Extraordinary Adventures of Mr. West

One of the nice things about seeing the San Francisco Silent Film Festival (SFSFF) and the Pordenone (Italy) Silent Film Festival in is that I’ve seen some very funny and interesting Soviet films. The Pordenone festival showed a funny Anna Sten film from 1927 called “The Girl With a Hatbox,” in 2012. “Cosmic Voyage” screened at this year’s SFSFF festival along with “The Extraordinary Adventures of Mr. West in the Land of the Bolsheviks,” a 1924 film that satirizes the incompatibility of American values and attitudes to the ideas of a new socialist state.

Porfiri Podobed plays Mr. West in "The Extraordinary Adventures of Mr. West in the Land of the Bolsheviks."

Porfiri Podobed plays Mr. West in “The Extraordinary Adventures of Mr. West in the Land of the Bolsheviks.”
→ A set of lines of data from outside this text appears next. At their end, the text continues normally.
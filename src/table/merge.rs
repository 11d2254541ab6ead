use tracing::info;

use super::YieldTable;
use crate::store::{StoreError, YieldStore};

/// Union `incoming` into `existing`. A date present in both keeps the incoming
/// row, since it was harvested more recently. When `persist` is given the
/// merged table is saved before it is returned.
pub fn merge(
    existing: YieldTable,
    incoming: YieldTable,
    persist: Option<&YieldStore>,
) -> Result<YieldTable, StoreError> {
    let before = existing.len();
    let mut merged = existing;
    let mut replaced = 0;
    for record in incoming {
        if merged.insert(record).is_some() {
            replaced += 1;
        }
    }
    info!(
        existing = before,
        added = merged.len() - before,
        replaced,
        total = merged.len(),
        "merged yield tables"
    );

    if let Some(store) = persist {
        store.save(&merged)?;
    }
    Ok(merged)
}
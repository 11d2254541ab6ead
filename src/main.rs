use anyhow::{Context, Result};
use chrono::NaiveDate;
use clap::{Args, Parser, Subcommand};
use std::path::PathBuf;
use tracing::info;
use tracing_subscriber::{fmt, EnvFilter};
use yieldcurve::{
    animate::{render::console_header, Animator, ConsolePresenter},
    config::Config,
    fetch::TreasuryClient,
    harvest::{Harvester, PageOutcome},
    pipeline,
    store::YieldStore,
};

#[derive(Parser)]
#[command(
    author,
    version,
    about = "Harvest Treasury par yields and animate the yield curve"
)]
struct Cli {
    /// YAML config; defaults are used for anything it leaves out
    #[arg(short, long, global = true)]
    config: Option<PathBuf>,

    #[command(subcommand)]
    command: Command,
}

#[derive(Subcommand)]
enum Command {
    /// Harvest new trading days and merge them into the stored table
    Update(RangeArgs),
    /// Render the stored table to an animated GIF
    Animate(AnimateArgs),
    /// Update, then animate
    Run {
        #[command(flatten)]
        range: RangeArgs,
        #[command(flatten)]
        animate: AnimateArgs,
    },
    /// Play the stored table in the terminal, one line per frame
    Watch {
        #[command(flatten)]
        playback: PlaybackArgs,
        /// Stop after this many frames; loops forever by default
        #[arg(long)]
        frames: Option<usize>,
    },
    /// Fetch a single page index and print what it holds
    Probe {
        #[arg(long)]
        index: u64,
    },
}

#[derive(Args)]
struct RangeArgs {
    #[arg(long)]
    start_index: Option<u64>,
    #[arg(long)]
    end_index: Option<u64>,
}

#[derive(Args)]
struct PlaybackArgs {
    /// First date to show (YYYY-MM-DD)
    #[arg(long)]
    begin_date: Option<NaiveDate>,
    /// Frames per second
    #[arg(long)]
    frame_rate: Option<f64>,
}

#[derive(Args)]
struct AnimateArgs {
    #[command(flatten)]
    playback: PlaybackArgs,
    /// GIF to write
    #[arg(long)]
    output: Option<PathBuf>,
    /// Also write one SVG per frame into this directory
    #[arg(long)]
    svg_dir: Option<PathBuf>,
}

impl RangeArgs {
    fn apply(&self, config: &mut Config) {
        if self.start_index.is_some() {
            config.harvest.start_index = self.start_index;
        }
        if let Some(end) = self.end_index {
            config.harvest.end_index = end;
        }
    }
}

impl PlaybackArgs {
    fn apply(&self, config: &mut Config) {
        if let Some(begin) = self.begin_date {
            config.animation.begin_date = begin;
        }
        if let Some(rate) = self.frame_rate {
            config.animation.frame_rate = rate;
        }
    }
}

impl AnimateArgs {
    fn apply(&self, config: &mut Config) {
        self.playback.apply(config);
        if let Some(output) = &self.output {
            config.animation.output = output.clone();
        }
    }
}

fn harvester(config: &Config) -> Result<Harvester<TreasuryClient>> {
    let client = TreasuryClient::new(&config.source).context("building HTTP client")?;
    Ok(Harvester::new(
        client,
        config.source.fields.clone(),
        &config.harvest,
    ))
}

#[tokio::main(flavor = "current_thread")]
async fn main() -> Result<()> {
    let env = EnvFilter::try_from_default_env().unwrap_or_else(|_| EnvFilter::new("info"));
    fmt::Subscriber::builder()
        .with_env_filter(env)
        .with_span_events(fmt::format::FmtSpan::CLOSE)
        .init();

    let cli = Cli::parse();
    let mut config = Config::load(cli.config.as_deref())?;

    match cli.command {
        Command::Update(range) => {
            range.apply(&mut config);
            config.validate()?;
            let summary = pipeline::update(&config, &harvester(&config)?).await?;
            info!(
                start_index = summary.start_index,
                harvested = summary.harvested,
                total = summary.table.len(),
                stop = ?summary.stop,
                "update done"
            );
        }
        Command::Animate(args) => {
            args.apply(&mut config);
            config.validate()?;
            let table = YieldStore::new(&config.store.path)
                .load()
                .with_context(|| format!("loading {}", config.store.path.display()))?;
            let frames = pipeline::render(&config, &table, args.svg_dir.as_deref())?;
            info!(frames, output = %config.animation.output.display(), "animation written");
        }
        Command::Run { range, animate } => {
            range.apply(&mut config);
            animate.apply(&mut config);
            config.validate()?;
            let summary =
                pipeline::run(&config, &harvester(&config)?, animate.svg_dir.as_deref()).await?;
            info!(
                harvested = summary.harvested,
                total = summary.table.len(),
                inverted_days = summary.table.inverted_days(),
                "run done"
            );
        }
        Command::Watch { playback, frames } => {
            playback.apply(&mut config);
            config.validate()?;
            let table = YieldStore::new(&config.store.path)
                .load()
                .with_context(|| format!("loading {}", config.store.path.display()))?;
            let animator = Animator::from_config(&table, &config.animation)?;
            println!("{}", console_header());
            let mut console = ConsolePresenter::new(std::io::stdout());
            animator.play(&mut console, frames).await?;
        }
        Command::Probe { index } => {
            let harvester = harvester(&config)?;
            match harvester.probe(index).await {
                PageOutcome::Record(record) => {
                    println!("{}", serde_json::to_string_pretty(&record)?);
                }
                PageOutcome::EndOfData(reason) => println!("no data at index {}: {}", index, reason),
                PageOutcome::Retryable(e) => anyhow::bail!("transient failure: {}", e),
                PageOutcome::Fatal(e) => anyhow::bail!("unusable page: {}", e),
            }
        }
    }
    Ok(())
}
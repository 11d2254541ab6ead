// src/extract/mod.rs

use chrono::NaiveDate;
use roxmltree::{Document, Node};
use serde::{Deserialize, Serialize};
use thiserror::Error;
use tracing::{debug, instrument, trace};

use crate::table::{Maturity, YieldRecord};

#[derive(Error, Debug)]
pub enum ExtractError {
    #[error("malformed document: {0}")]
    Malformed(#[from] roxmltree::Error),

    #[error("field `{0}` missing from document")]
    MissingField(String),

    #[error("invalid date `{value}` in field `{field}`")]
    BadDate { field: String, value: String },

    #[error("non-numeric {maturity} yield `{value}` in field `{field}`")]
    Coercion {
        maturity: Maturity,
        field: String,
        value: String,
    },
}

impl ExtractError {
    /// Only a yield that is present but not a number is fatal; every other
    /// failure means the page does not hold a usable trading day.
    pub fn is_fatal(&self) -> bool {
        matches!(self, ExtractError::Coercion { .. })
    }
}

/// Element names of the settlement date and the twelve yields, in maturity order.
#[derive(Clone, Debug, PartialEq, Serialize, Deserialize)]
#[serde(default)]
pub struct FieldNames {
    pub date: String,
    pub yields: Vec<String>,
}

impl Default for FieldNames {
    fn default() -> Self {
        Self {
            date: "NEW_DATE".to_string(),
            yields: [
                "BC_1MONTH",
                "BC_2MONTH",
                "BC_3MONTH",
                "BC_6MONTH",
                "BC_1YEAR",
                "BC_2YEAR",
                "BC_3YEAR",
                "BC_5YEAR",
                "BC_7YEAR",
                "BC_10YEAR",
                "BC_20YEAR",
                "BC_30YEAR",
            ]
            .iter()
            .map(|s| s.to_string())
            .collect(),
        }
    }
}

impl FieldNames {
    pub fn validate(&self) -> Result<(), String> {
        if self.date.trim().is_empty() {
            return Err("date field name is empty".into());
        }
        if self.yields.len() != Maturity::COUNT {
            return Err(format!(
                "expected {} yield field names, found {}",
                Maturity::COUNT,
                self.yields.len()
            ));
        }
        if let Some(i) = self.yields.iter().position(|f| f.trim().is_empty()) {
            return Err(format!("{} yield field name is empty", Maturity::ALL[i]));
        }
        Ok(())
    }

    pub fn yield_field(&self, maturity: Maturity) -> Option<&str> {
        self.yields.get(maturity.position()).map(String::as_str)
    }
}

/// Parse raw page text into an XML tree.
pub fn parse_document(text: &str) -> Result<Document<'_>, ExtractError> {
    Ok(Document::parse(text)?)
}

/// First element whose local name is `name`; namespace prefixes are ignored.
pub fn find_field<'a, 'input>(doc: &'a Document<'input>, name: &str) -> Option<Node<'a, 'input>> {
    doc.descendants()
        .find(|n| n.is_element() && n.tag_name().name() == name)
}

/// Trimmed text of a field, or `None` when it is absent or empty
/// (the feed marks missing yields with `m:null="true"` and no content).
pub fn field_text<'a>(doc: &'a Document<'_>, name: &str) -> Option<&'a str> {
    find_field(doc, name)
        .and_then(|n| n.text())
        .map(str::trim)
        .filter(|t| !t.is_empty())
}

/// Pull one trading day out of a parsed page.
pub fn extract_record(doc: &Document<'_>, fields: &FieldNames) -> Result<YieldRecord, ExtractError> {
    let raw_date = field_text(doc, &fields.date)
        .ok_or_else(|| ExtractError::MissingField(fields.date.clone()))?;
    // timestamps look like `2019-01-02T00:00:00`; keep the date part
    let date = raw_date
        .get(..10)
        .and_then(|d| NaiveDate::parse_from_str(d, "%Y-%m-%d").ok())
        .ok_or_else(|| ExtractError::BadDate {
            field: fields.date.clone(),
            value: raw_date.to_string(),
        })?;

    let mut yields = [None; Maturity::COUNT];
    for maturity in Maturity::ALL {
        let Some(field) = fields.yield_field(maturity) else {
            continue;
        };
        let Some(text) = field_text(doc, field) else {
            trace!(%date, %maturity, field, "yield absent");
            continue;
        };
        let value = text
            .parse::<f64>()
            .ok()
            .filter(|v| v.is_finite())
            .ok_or_else(|| ExtractError::Coercion {
                maturity,
                field: field.to_string(),
                value: text.to_string(),
            })?;
        yields[maturity.position()] = Some(value);
    }

    Ok(YieldRecord::new(date, yields))
}

/// Parse and extract in one step.
#[instrument(level = "debug", skip(text, fields), fields(len = text.len()))]
pub fn extract_page(text: &str, fields: &FieldNames) -> Result<YieldRecord, ExtractError> {
    let doc = parse_document(text)?;
    let record = extract_record(&doc, fields)?;
    debug!(date = %record.date, "extracted daily yields");
    Ok(record)
}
Porfiri Podobed, looking a lot like Harold Lloyd (and wearing his glasses), plays John West, an American businessman and President of the YMCA who arrives in Moscow with his faithful bodyguard Jeddie (Boris Barnet). Jeddie, a no-nonsense cowboy, immediately becomes flummoxed by the curious form of travel (horse-drawn sleigh) through the Moscow streets. A series of mishaps occurs that separates the two Americans, and Mr. West becomes entangled by a group of con men who are clearly not Bolsheviks. The con men, pretending to be Soviet officials, give Mr. West the worst possible impression of the Soviet capital, as they try to take his money and entangle him in other illegal schemes.

One ruse used by the gang features actress Aleksandra Khokhlova as a countess with seduction on her mind. Naturally, these con games don’t work because of Mr. West’s naiveity. The gang seems intent only on embarrassing Mr. West, but the broad slapstick emphasizes a threat of violence. Director Lev Kuleshov, who pioneered Soviet montage cinema, uses quick editing techniques to keep the audience off-balance. The film moves so swiftly that I was thankful the filmmakers used some funny sight gags early to remind us of the theme. Kuleshov wanted to show that American’s do not understand Russia, and he emphasizes that with some funny pictures in one of Mr. West’s American magazines. In these images, the Soviets look like fur-wearing savages.

The climax of the film comes down to whether the real Bolsheviks can rescue Mr. West from the con men, and whether Mr. West will find Jeddie. Despite it being an American style comedy with a lot of slapstick, the filmmakers take time in the end to give us propaganda about the Soviet Union. The real Bolsheviks are so clearly more gracious and accommodating to Mr. West that they take him on a tour of Moscow that includes includes views of the university, the Bolshoi Ballet and a workers’ parade. This tour so inspires the gullible Mr. West that he plans to hang a picture of Mr. Lenin on his office wall back home. There’s no telling what effect that will have back at the YMCA.